Temple diversity in education grant aims to boost representation in classrooms

This October, College of Education and Human Development researchers will begin utilizing a $1.4 million federal grant to address diversity in education.

The College of Education and Human Development began utilizing a grant in October with the aim of fostering diversity. | FERNANDO GAXIOLA / THE TEMPLE NEWS

Every Monday, Wednesday and Friday during the 2022-23 academic year, then-high school senior Lucas Santiago would walk about six minutes from George Washington Carver High School of Engineering and Science to Main Campus to attend education classes. Now, Santiago is a freshman secondary education major at Temple, pursuing his goal of becoming a social studies teacher.

While dual-enrolled at Carver and Temple, Santiago, with the help of College of Education and Human Development administrators, applied for scholarships, networked with future peers and got a head start on earning college credits. 

“I was able to manage high school when you’re doing your college applications, you have events, graduations, proms, all this stuff is like at the same time,” Santiago said. “It was a little challenging, but the program helped us out to manage it, so I’m pretty grateful for that.”

The experience was possible thanks to the Temple Education Scholars Program, which provides free summer and dual enrollment programs for 150 Pennsylvania high school students interested in education careers.

Now, Education Scholars, along with several existing fields and programs at the college, is receiving a boost in financial support. This October, CEHD researchers began utilizing their $1.4 million federal grant to increase the representation of educators of color, in hopes of engaging future generations of diverse students and educators. 

Nearly three years ago, Pennsylvania Senator Vincent Hughes began advocating for CEHD to receive funding from the American Rescue Plan, a COVID-19 stimulus package, but the college had to first navigate a lengthy trial-and-error grant-usage submission process. 

“[The proposal] took on a number of different iterations in terms of its design because there are certain things that are allowed and not allowed for the federal funds to be spent on,” said Juliet Curci, assistant dean of College Access and Persistence. 

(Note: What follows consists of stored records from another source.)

// Copyright (C) 2022 Electronic Arts, Inc. All rights reserved.

//! Fetch, cache and unpack Helm charts, and resolve their values schemas.
//!
//! Charts come from Helm HTTP repositories, OCI registries or local
//! directories. Archives are cached on disk under a key derived from the
//! chart identity, and concurrent pulls of the same chart share one fetch.
#![deny(clippy::pedantic)]
#![deny(clippy::nursery)]
#![deny(clippy::unwrap_used)]
#![deny(clippy::expect_used)]
#![allow(clippy::module_name_repetitions)]
#![allow(clippy::missing_errors_doc)]
#![allow(clippy::use_self)]

pub mod archive;
pub mod config;
pub mod keylock;
pub mod logging;
pub mod repos;
pub mod schema;
pub mod transport;
pub mod urls;
pub mod utils;
pub mod versions;
// Copyright (C) 2022 Electronic Arts, Inc. All rights reserved.

//! HTTP and OCI client construction.
//!
//! Clients are built per operation from the caller's credentials and options.
//! Nothing here is cached or shared between repositories.

use std::path::PathBuf;
use std::time::Duration;

use futures::StreamExt;
use oci_client::client::{Certificate as OciCertificate, CertificateEncoding, ClientConfig};
use reqwest::{Certificate, Identity, NoProxy, Proxy, RequestBuilder, Response, StatusCode};
use thiserror::Error;
use tracing::warn;
use url::Url;

#[derive(Error, Debug)]
pub enum Error {
    #[error("Cannot read {0}: {1}")]
    Io(PathBuf, std::io::Error),
    #[error("Invalid CA bundle {0}: {1}")]
    InvalidCa(PathBuf, reqwest::Error),
    #[error("Invalid client certificate: {0}")]
    InvalidIdentity(reqwest::Error),
    #[error("Invalid proxy {0}: {1}")]
    InvalidProxy(String, reqwest::Error),
    #[error("Cannot build HTTP client: {0}")]
    Build(reqwest::Error),
    #[error("Request to {0} failed: {1}")]
    Request(Url, reqwest::Error),
    #[error("Request to {0} timed out")]
    DeadlineExceeded(Url),
    #[error("Request to {0} returned {1}")]
    Status(Url, StatusCode),
}

impl Error {
    pub(crate) fn from_request(url: &Url, err: reqwest::Error) -> Self {
        if err.is_timeout() {
            Self::DeadlineExceeded(url.clone())
        } else {
            Self::Request(url.clone(), err)
        }
    }
}

/// Credentials and TLS material for one repository.
#[derive(Clone, Default)]
pub struct Credentials {
    pub username: Option<String>,
    pub password: Option<String>,
    /// Path to a PEM bundle of extra trusted roots.
    pub ca_path: Option<PathBuf>,
    /// PEM encoded client certificate.
    pub cert_data: Option<Vec<u8>>,
    /// PEM encoded client key.
    pub key_data: Option<Vec<u8>>,
    pub insecure_skip_verify: bool,
}

impl Credentials {
    /// Username and password, only if both are set.
    pub fn basic_auth(&self) -> Option<(&str, &str)> {
        match (&self.username, &self.password) {
            (Some(username), Some(password)) => Some((username, password)),
            _ => None,
        }
    }

    fn identity_pem(&self) -> Option<Vec<u8>> {
        match (&self.cert_data, &self.key_data) {
            (Some(cert), Some(key)) => {
                let mut pem = cert.clone();
                if !pem.ends_with(b"\n") {
                    pem.push(b'\n');
                }
                pem.extend_from_slice(key);
                Some(pem)
            }
            _ => None,
        }
    }
}

impl std::fmt::Debug for Credentials {
    fn fmt(&self, f: &mut std::fmt::Formatter<'_>) -> std::fmt::Result {
        f.debug_struct("Credentials")
            .field("username", &self.username)
            .field("password", &self.password.as_ref().map(|_| "<redacted>"))
            .field("ca_path", &self.ca_path)
            .field("cert_data", &self.cert_data.as_ref().map(|_| "<redacted>"))
            .field("key_data", &self.key_data.as_ref().map(|_| "<redacted>"))
            .field("insecure_skip_verify", &self.insecure_skip_verify)
            .finish()
    }
}

/// Proxy and timeout settings.
#[derive(Clone, Debug, Default)]
pub struct TransportOptions {
    /// Explicit proxy for all schemes. When unset the environment is used.
    pub proxy: Option<String>,
    /// Comma separated hosts that bypass `proxy`.
    pub no_proxy: Option<String>,
    pub timeout: Option<Duration>,
}

fn read_ca(path: &PathBuf) -> Result<Vec<u8>, Error> {
    std::fs::read(path).map_err(|e| Error::Io(path.clone(), e))
}

/// Build a fresh HTTP client for one operation.
pub fn build_http_client(
    creds: &Credentials,
    options: &TransportOptions,
) -> Result<reqwest::Client, Error> {
    let mut builder = reqwest::Client::builder()
        .use_rustls_tls()
        .pool_max_idle_per_host(0)
        .danger_accept_invalid_certs(creds.insecure_skip_verify);

    if let Some(path) = &creds.ca_path {
        let pem = read_ca(path)?;
        for cert in
            Certificate::from_pem_bundle(&pem).map_err(|e| Error::InvalidCa(path.clone(), e))?
        {
            builder = builder.add_root_certificate(cert);
        }
    }

    if let Some(pem) = creds.identity_pem() {
        let identity = Identity::from_pem(&pem).map_err(Error::InvalidIdentity)?;
        builder = builder.identity(identity);
    }

    if let Some(proxy) = &options.proxy {
        let no_proxy = options.no_proxy.as_deref().and_then(NoProxy::from_string);
        let proxy = Proxy::all(proxy)
            .map_err(|e| Error::InvalidProxy(proxy.clone(), e))?
            .no_proxy(no_proxy);
        builder = builder.proxy(proxy);
    }

    if let Some(timeout) = options.timeout {
        builder = builder.timeout(timeout);
    }

    builder.build().map_err(Error::Build)
}

/// Attach HTTP Basic auth when both username and password are present.
pub fn apply_basic_auth(request: RequestBuilder, creds: &Credentials) -> RequestBuilder {
    match creds.basic_auth() {
        Some((username, password)) => request.basic_auth(username, Some(password)),
        None => request,
    }
}

/// Fail on non success status codes.
pub fn check_status(response: Response) -> Result<Response, Error> {
    let status = response.status();
    if status.is_success() {
        Ok(response)
    } else {
        Err(Error::Status(response.url().clone(), status))
    }
}

/// Read at most `max` bytes of the body; anything beyond is dropped.
pub async fn read_limited(response: Response, max: u64) -> Result<Vec<u8>, Error> {
    let url = response.url().clone();
    let max = usize::try_from(max).unwrap_or(usize::MAX);
    let mut body = Vec::new();
    let mut stream = response.bytes_stream();

    while let Some(chunk) = stream.next().await {
        let chunk = chunk.map_err(|e| Error::from_request(&url, e))?;
        let remaining = max - body.len();
        if chunk.len() >= remaining {
            body.extend_from_slice(&chunk[..remaining]);
            break;
        }
        body.extend_from_slice(&chunk);
    }

    Ok(body)
}

fn split_pem_bundle(pem: &[u8]) -> Vec<Vec<u8>> {
    const END: &str = "-----END CERTIFICATE-----";

    String::from_utf8_lossy(pem)
        .split_inclusive(END)
        .filter(|block| block.contains(END))
        .map(|block| block.trim_start().as_bytes().to_vec())
        .collect()
}

/// The registry client equivalent of [`build_http_client`].
pub fn oci_client_config(
    creds: &Credentials,
    options: &TransportOptions,
) -> Result<ClientConfig, Error> {
    let extra_root_certificates = match &creds.ca_path {
        Some(path) => split_pem_bundle(&read_ca(path)?)
            .into_iter()
            .map(|data| OciCertificate {
                encoding: CertificateEncoding::Pem,
                data,
            })
            .collect(),
        None => Vec::new(),
    };

    if creds.identity_pem().is_some() {
        warn!("client certificates are not supported for OCI registries, ignoring");
    }

    Ok(ClientConfig {
        protocol: oci_client::client::ClientProtocol::Https,
        accept_invalid_certificates: creds.insecure_skip_verify,
        extra_root_certificates,
        https_proxy: options.proxy.clone(),
        http_proxy: options.proxy.clone(),
        no_proxy: options.no_proxy.clone(),
        read_timeout: options.timeout,
        connect_timeout: options.timeout,
        ..Default::default()
    })
}

#[cfg(test)]
mod tests {
    #![allow(clippy::unwrap_used)]

    use httpmock::prelude::*;

    use super::*;

    fn creds(username: Option<&str>, password: Option<&str>) -> Credentials {
        Credentials {
            username: username.map(str::to_string),
            password: password.map(str::to_string),
            ..Credentials::default()
        }
    }

    #[test]
    fn test_debug_redacts_secrets() {
        let creds = Credentials {
            key_data: Some(b"PRIVATE".to_vec()),
            ..creds(Some("user"), Some("hunter2"))
        };
        let debug = format!("{creds:?}");
        assert!(debug.contains("user"));
        assert!(!debug.contains("hunter2"));
        assert!(!debug.contains("PRIVATE"));
    }

    #[test]
    fn test_basic_auth_requires_both() {
        assert_eq!(
            creds(Some("u"), Some("p")).basic_auth(),
            Some(("u", "p"))
        );
        assert_eq!(creds(Some("u"), None).basic_auth(), None);
        assert_eq!(creds(None, Some("p")).basic_auth(), None);
    }

    #[tokio::test]
    async fn test_basic_auth_header_gating() {
        let server = MockServer::start_async().await;
        // "user:pass"
        let mock = server
            .mock_async(|when, then| {
                when.method(GET)
                    .path("/private")
                    .header("authorization", "Basic dXNlcjpwYXNz");
                then.status(200).body("ok");
            })
            .await;

        let client = build_http_client(&Credentials::default(), &TransportOptions::default())
            .unwrap();
        let url = server.url("/private");

        let partial = apply_basic_auth(client.get(&url), &creds(Some("user"), None))
            .send()
            .await
            .unwrap();
        assert_eq!(partial.status(), 404);
        assert_eq!(mock.hits_async().await, 0);

        let full = apply_basic_auth(client.get(&url), &creds(Some("user"), Some("pass")))
            .send()
            .await
            .unwrap();
        assert_eq!(full.status(), 200);
        assert_eq!(mock.hits_async().await, 1);
    }

    #[tokio::test]
    async fn test_read_limited_truncates() {
        let server = MockServer::start_async().await;
        server
            .mock_async(|when, then| {
                when.method(GET).path("/big");
                then.status(200).body("x".repeat(4096));
            })
            .await;

        let client = build_http_client(&Credentials::default(), &TransportOptions::default())
            .unwrap();
        let response = client.get(server.url("/big")).send().await.unwrap();
        let body = read_limited(response, 100).await.unwrap();
        assert_eq!(body.len(), 100);

        let response = client.get(server.url("/big")).send().await.unwrap();
        let body = read_limited(response, 1 << 20).await.unwrap();
        assert_eq!(body.len(), 4096);
    }

    #[tokio::test]
    async fn test_check_status() {
        let server = MockServer::start_async().await;
        server
            .mock_async(|when, then| {
                when.method(GET).path("/missing");
                then.status(404);
            })
            .await;

        let client = build_http_client(&Credentials::default(), &TransportOptions::default())
            .unwrap();
        let response = client.get(server.url("/missing")).send().await.unwrap();
        assert!(matches!(
            check_status(response),
            Err(Error::Status(_, StatusCode::NOT_FOUND))
        ));
    }

    const TEST_CERT: &[u8] = include_bytes!("../testdata/tls/client.pem");
    const TEST_KEY: &[u8] = include_bytes!("../testdata/tls/client-key.pem");

    #[test]
    fn test_ca_bundle_is_loaded() {
        let dir = tempfile::tempdir().unwrap();
        let ca_path = dir.path().join("ca.pem");
        std::fs::write(&ca_path, [TEST_CERT, TEST_CERT].concat()).unwrap();
        let creds = Credentials {
            ca_path: Some(ca_path),
            ..Credentials::default()
        };
        build_http_client(&creds, &TransportOptions::default()).unwrap();
        let config = oci_client_config(&creds, &TransportOptions::default()).unwrap();
        assert_eq!(config.extra_root_certificates.len(), 2);
    }

    #[test]
    fn test_client_identity_is_loaded() {
        let creds = Credentials {
            cert_data: Some(TEST_CERT.to_vec()),
            key_data: Some(TEST_KEY.to_vec()),
            ..Credentials::default()
        };
        build_http_client(&creds, &TransportOptions::default()).unwrap();

        let mismatched = Credentials {
            key_data: Some(b"not a key".to_vec()),
            ..creds
        };
        assert!(matches!(
            build_http_client(&mismatched, &TransportOptions::default()),
            Err(Error::InvalidIdentity(_))
        ));
    }

    #[tokio::test]
    async fn test_explicit_proxy_and_no_proxy() {
        let server = MockServer::start_async().await;
        let mock = server
            .mock_async(|when, then| {
                when.method(GET).path("/index.yaml");
                then.status(200).body("direct");
            })
            .await;
        let options = |no_proxy: &str| TransportOptions {
            // Nothing listens on the discard port.
            proxy: Some("http://127.0.0.1:9".to_string()),
            no_proxy: Some(no_proxy.to_string()),
            timeout: Some(Duration::from_secs(10)),
        };

        let proxied = build_http_client(&Credentials::default(), &options("other.invalid")).unwrap();
        assert!(proxied.get(server.url("/index.yaml")).send().await.is_err());
        assert_eq!(mock.hits_async().await, 0);

        let bypass = build_http_client(&Credentials::default(), &options("127.0.0.1")).unwrap();
        let response = bypass.get(server.url("/index.yaml")).send().await.unwrap();
        assert_eq!(response.text().await.unwrap(), "direct");
        assert_eq!(mock.hits_async().await, 1);

        let invalid = TransportOptions {
            proxy: Some("http://[invalid".to_string()),
            ..TransportOptions::default()
        };
        assert!(matches!(
            build_http_client(&Credentials::default(), &invalid),
            Err(Error::InvalidProxy(..))
        ));
    }

    #[test]
    fn test_missing_ca_is_an_error() {
        let creds = Credentials {
            ca_path: Some(PathBuf::from("/nonexistent/ca.pem")),
            ..Credentials::default()
        };
        assert!(matches!(
            build_http_client(&creds, &TransportOptions::default()),
            Err(Error::Io(..))
        ));
        assert!(matches!(
            oci_client_config(&creds, &TransportOptions::default()),
            Err(Error::Io(..))
        ));
    }

    #[test]
    fn test_split_pem_bundle() {
        let bundle = b"-----BEGIN CERTIFICATE-----\nAAA\n-----END CERTIFICATE-----\n\
-----BEGIN CERTIFICATE-----\nBBB\n-----END CERTIFICATE-----\n";
        let certs = split_pem_bundle(bundle);
        assert_eq!(certs.len(), 2);
        assert!(certs[1].starts_with(b"-----BEGIN CERTIFICATE-----\nBBB"));
    }

    #[test]
    fn test_oci_config_carries_options() {
        let options = TransportOptions {
            proxy: Some("http://proxy:3128".to_string()),
            no_proxy: Some("localhost".to_string()),
            timeout: Some(Duration::from_secs(7)),
        };
        let config = oci_client_config(&creds(None, None), &options).unwrap();
        assert_eq!(config.https_proxy.as_deref(), Some("http://proxy:3128"));
        assert_eq!(config.no_proxy.as_deref(), Some("localhost"));
        assert_eq!(config.read_timeout, Some(Duration::from_secs(7)));
        assert!(!config.accept_invalid_certificates);
    }
}
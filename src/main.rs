// Copyright (C) 2022 Electronic Arts, Inc. All rights reserved.

//! The main chartcache program code
#![warn(missing_docs)]
#![deny(clippy::pedantic)]
#![deny(clippy::nursery)]
#![deny(clippy::unwrap_used)]
#![deny(clippy::expect_used)]
#![allow(clippy::module_name_repetitions)]
#![allow(clippy::use_self)]

use std::io::Write;
use std::path::{Path, PathBuf};
use std::sync::Arc;

use anyhow::{Context, Result, bail};
use clap::Parser;
use clap::Subcommand;
use tabled::Table;
use tabled::Tabled;
use tabled::settings::object::Rows;
use tabled::settings::{Alignment, Modify, Style};
use tap::Pipe;
use tracing::debug;

use chartcache::config::{ByteSize, Config};
use chartcache::logging;
use chartcache::repos::cache::PathCache;
use chartcache::repos::{ChartClient, ChartIdentity, PullRequest, RepoKind};
use chartcache::schema::{self, ChartSource, GeneratorKind, SchemaReader};
use chartcache::transport::Credentials;
use chartcache::versions::Constraint;

#[derive(Parser, Debug)]
#[clap(author, version, about, long_about = "Fetch and cache Helm charts")]
struct Args {
    #[clap(subcommand)]
    command: Request,

    /// Config file to read defaults from.
    #[clap(long, global = true)]
    config: Option<PathBuf>,

    /// Root directory of the chart cache.
    #[clap(long, global = true)]
    cache_dir: Option<PathBuf>,

    /// Project the cached charts belong to.
    #[clap(long, global = true)]
    project: Option<String>,

    /// Byte budget for extraction, e.g. `10M` or `512Ki`.
    #[clap(long, global = true)]
    max_extract_size: Option<ByteSize>,

    /// Increase logging, repeat for more.
    #[clap(short, long, action = clap::ArgAction::Count, global = true)]
    verbose: u8,
}

/// Repository credentials and TLS material.
#[derive(clap::Args, Debug, Clone)]
struct CredentialArgs {
    /// Basic auth user name.
    #[clap(long)]
    username: Option<String>,
    /// Basic auth password.
    #[clap(long)]
    password: Option<String>,
    /// PEM bundle of extra CA certificates.
    #[clap(long)]
    ca_file: Option<PathBuf>,
    /// PEM client certificate.
    #[clap(long)]
    cert_file: Option<PathBuf>,
    /// PEM client key.
    #[clap(long)]
    key_file: Option<PathBuf>,
    /// Skip TLS certificate verification.
    #[clap(long)]
    insecure_skip_verify: bool,
}

impl CredentialArgs {
    fn credentials(&self) -> Result<Credentials> {
        let read = |path: &Option<PathBuf>| -> Result<Option<Vec<u8>>> {
            path.as_deref()
                .map(|path| {
                    std::fs::read(path).with_context(|| format!("Reading file {}", path.display()))
                })
                .transpose()
        };

        Ok(Credentials {
            username: self.username.clone(),
            password: self.password.clone(),
            ca_path: self.ca_file.clone(),
            cert_data: read(&self.cert_file)?,
            key_data: read(&self.key_file)?,
            insecure_skip_verify: self.insecure_skip_verify,
        })
    }
}

#[derive(Subcommand, Debug, Clone)]
enum Request {
    /// Pull a chart into the cache and print its path.
    Pull {
        /// Repository URL: `https://`, `oci://` or a local directory.
        repo_url: String,
        /// Chart name.
        chart: String,
        /// Chart version.
        #[clap(long, default_value = "")]
        version: String,
        /// Unpack the chart and print the chart directory instead.
        #[clap(long)]
        extract: bool,
        /// Send credentials to chart URLs on other hosts.
        #[clap(long)]
        pass_credentials: bool,
        #[clap(flatten)]
        creds: CredentialArgs,
    },

    /// Remove a chart from the cache.
    Clean {
        /// Repository URL.
        repo_url: String,
        /// Chart name.
        chart: String,
        /// Chart version.
        #[clap(long, default_value = "")]
        version: String,
    },

    /// List cached charts.
    List,

    /// Print the highest version matching a constraint.
    Resolve {
        /// Repository URL: `https://` or `oci://`.
        repo_url: String,
        /// Chart name.
        chart: String,
        /// Version constraint, e.g. `>=1.2, <2`.
        #[clap(long, default_value = "*")]
        constraint: String,
        #[clap(flatten)]
        creds: CredentialArgs,
    },

    /// Print the values schema of a chart.
    Schema {
        /// Where the schema comes from.
        #[clap(long, default_value = "auto")]
        generator: GeneratorKind,
        /// Schema sources, or the file inside the chart.
        #[clap(long)]
        path: Vec<String>,
        /// Repository URL of the chart.
        #[clap(long)]
        repo_url: Option<String>,
        /// Chart name.
        #[clap(long)]
        chart: Option<String>,
        /// Chart version.
        #[clap(long, default_value = "")]
        version: String,
        /// Send credentials to chart URLs on other hosts.
        #[clap(long)]
        pass_credentials: bool,
        #[clap(flatten)]
        creds: CredentialArgs,
    },
}

#[derive(Tabled)]
struct CacheEntry {
    chart: String,
    version: String,
    project: String,
    #[tabled(rename = "repository")]
    repo_url: String,
    path: String,
}

fn load_config(args: &Args) -> Result<Config> {
    let mut config = match &args.config {
        Some(path) => Config::load(path)?,
        None => Config::default(),
    };
    if let Some(cache_dir) = &args.cache_dir {
        config.cache_dir.clone_from(cache_dir);
    }
    if let Some(project) = &args.project {
        config.project.clone_from(project);
    }
    if let Some(size) = args.max_extract_size {
        config.max_extract_size = size;
    }
    Ok(config)
}

fn open_cache(path: &Path) -> Result<Arc<PathCache>> {
    PathCache::new(path)
        .with_context(|| format!("Opening cache {}", path.display()))?
        .pipe(Arc::new)
        .pipe(Ok)
}

fn list_cache(cache: &PathCache) -> Result<String> {
    let entries: Vec<CacheEntry> = cache
        .list_paths()
        .context("Listing cache")?
        .into_iter()
        .map(|(key, path)| {
            let identity = ChartIdentity::from_cache_key(&key)
                .unwrap_or_else(|| ChartIdentity::new("", &key, "", ""));
            CacheEntry {
                chart: identity.chart,
                version: identity.version,
                project: identity.project,
                repo_url: identity.repo_url,
                path: path.display().to_string(),
            }
        })
        .collect();

    Table::new(entries)
        .with(Style::markdown())
        .with(Modify::new(Rows::new(..)).with(Alignment::left()))
        .to_string()
        .pipe(Ok)
}

async fn do_task(args: &Args, config: &Config) -> Result<()> {
    let cache = open_cache(&config.cache_dir)?;
    let client = ChartClient::new(
        cache.clone(),
        config.project.clone(),
        config.extract_limit(),
        config.transport_options(),
        config.max_index_size.bytes(),
    );

    match &args.command {
        Request::Pull {
            repo_url,
            chart,
            version,
            extract,
            pass_credentials,
            creds,
        } => {
            let request = PullRequest {
                chart: chart.clone(),
                repo_url: repo_url.clone(),
                version: version.clone(),
                creds: creds.credentials()?,
                extract: *extract,
                pass_credentials: *pass_credentials,
            };
            let pulled = client
                .pull(&request)
                .await
                .with_context(|| format!("Pulling {chart} from {repo_url}"))?;
            println!("{}", pulled.keep().display());
        }
        Request::Clean {
            repo_url,
            chart,
            version,
        } => {
            client
                .repository(repo_url, Credentials::default())?
                .clean_chart_cache(chart, version, client.project())
                .await
                .with_context(|| format!("Cleaning {chart} from {repo_url}"))?;
        }
        Request::List => {
            println!("{}", list_cache(&cache)?);
        }
        Request::Resolve {
            repo_url,
            chart,
            constraint,
            creds,
        } => {
            let constraint = Constraint::parse(constraint)?;
            let repo = client.repository(repo_url, creds.credentials()?)?;
            let version = match repo.kind() {
                RepoKind::Http(_) => repo
                    .get_index(config.max_index_size.bytes())
                    .await?
                    .entries(chart)?
                    .max_version(&constraint)?,
                RepoKind::Oci(_) => repo.get_tags(chart).await?.max_version(&constraint)?,
                RepoKind::Local(_) => bail!("Cannot resolve versions in local repository {repo_url}"),
            };
            println!("{version}");
        }
        Request::Schema {
            generator,
            path,
            repo_url,
            chart,
            version,
            pass_credentials,
            creds,
        } => {
            let reader = SchemaReader::new(config.transport_options());
            let paths: Vec<&str> = path.iter().map(String::as_str).collect();

            let repo = match repo_url {
                Some(repo_url) => Some(client.repository(repo_url, creds.credentials()?)?),
                None => None,
            };
            let source = match (&repo, chart) {
                (Some(repo), Some(chart)) => Some(ChartSource {
                    repo,
                    chart,
                    version,
                    project: client.project(),
                    pass_credentials: *pass_credentials,
                    limit: config.extract_limit(),
                }),
                _ => None,
            };

            let schema = schema::chart::generate(&reader, *generator, &paths, source.as_ref())
                .await
                .context("Resolving schema")?;
            match schema {
                Some(schema) => {
                    let mut stdout = std::io::stdout().lock();
                    stdout.write_all(&schema)?;
                    stdout.write_all(b"\n")?;
                }
                None => debug!("no schema requested"),
            }
        }
    }

    Ok(())
}

#[tokio::main]
async fn main() -> Result<()> {
    if let Err(err) = rustls::crypto::aws_lc_rs::default_provider().install_default() {
        return Err(anyhow::anyhow!(
            "Failed to install rustls crypto provider: {err:?}"
        ));
    }

    let args = Args::parse();
    logging::init(args.verbose);

    let config = load_config(&args)?;
    do_task(&args, &config).await
}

Leading up to the final proposal acceptance, Curci met with Hughes and Pennsylvania Senator Sharif Street, whom she said was particularly helpful in providing feedback and motivation throughout the process.

The funding sends a very clear message: diverse teachers are needed and we recognize the tremendous impact they make in our schools, wrote Hughes in an email to The Temple News. 

“Senate Democrats have made it a priority to address Pennsylvania’s teacher shortage crisis, which includes addressing the critical shortage of teachers who look like our Black and Brown students and can relate to their life experiences,” Hughes wrote. 

In 2022-23, more than 1,358 Pennsylvania schools and 155 entire school districts employed zero teachers of color, and 596,852 students, including 103,621 students of color, are enrolled in these schools, according to Research for Action, a non-profit education research organization.

The now-approved funding will attempt to combat racial disparities among teachers by providing enhanced opportunities for CEHD’s students of color, including additional support through advising and affinity groups and helping early childhood educators obtain certificates and degrees.

It will also be used to recruit more graduate students from diverse backgrounds for innovative programs, like Temple Teacher Residency, an accelerated master’s and teacher certification program, and Education Leadership Pathway, a program within Master of Education in Educational Leadership and Policy, preparing leaders within the School District of Philadelphia.

The funding will establish an environment that fosters the entry and retention of more diversity in the profession, Curci said at an Oct.10 press conference introducing how the grant was planned to be spent.

Additionally, more Pennsylvania high school students, like Santiago, will have access to free summer programming and enrollment course experiences.

Santiago realized he wanted to pursue a career in education when he tutored his peers through the National Honor Society in high school. His Hispanic middle school social studies teacher was his inspiration, Santiago said. 

“He was my eighth-grade social studies teacher, and it was the first Hispanic teacher I’ve ever had —I’m Hispanic, also Puerto Rican — and it was cool to see a Hispanic guy who’s a teacher in the education field, which I’d never seen before,” Santiago said. “In a way, he kind of inspired me, he was cool with students and he was also doing his job, he was making sure that we were learning so I really liked that.”

All students benefit from teachers of color, leading to improved academic performance, higher graduation rates and increased college attendance, according to the National School Boards Association. For many students of color, having someone like them instructing their class makes it easier to form connections and see themselves as future educators. 

Although the grant will only be available until June 2025, Curci is hopeful many aspects of the grant will become self-sustainable. 

The overwhelming goal of utilizing the grant is to increase the recruitment and retention of teachers, with a specific focus on enhancing the diversity of educators, Curci said. As the grant will be used to uplift, finance and support aspiring and existing educators of color, their impact as teachers will hopefully inspire the next generation. 

“Teachers are the original influencers,” Curci said. “Younger generations want to make a difference and they want to have an impact, and there’s no greater way to make a difference and have an impact than to be a teacher to teach.”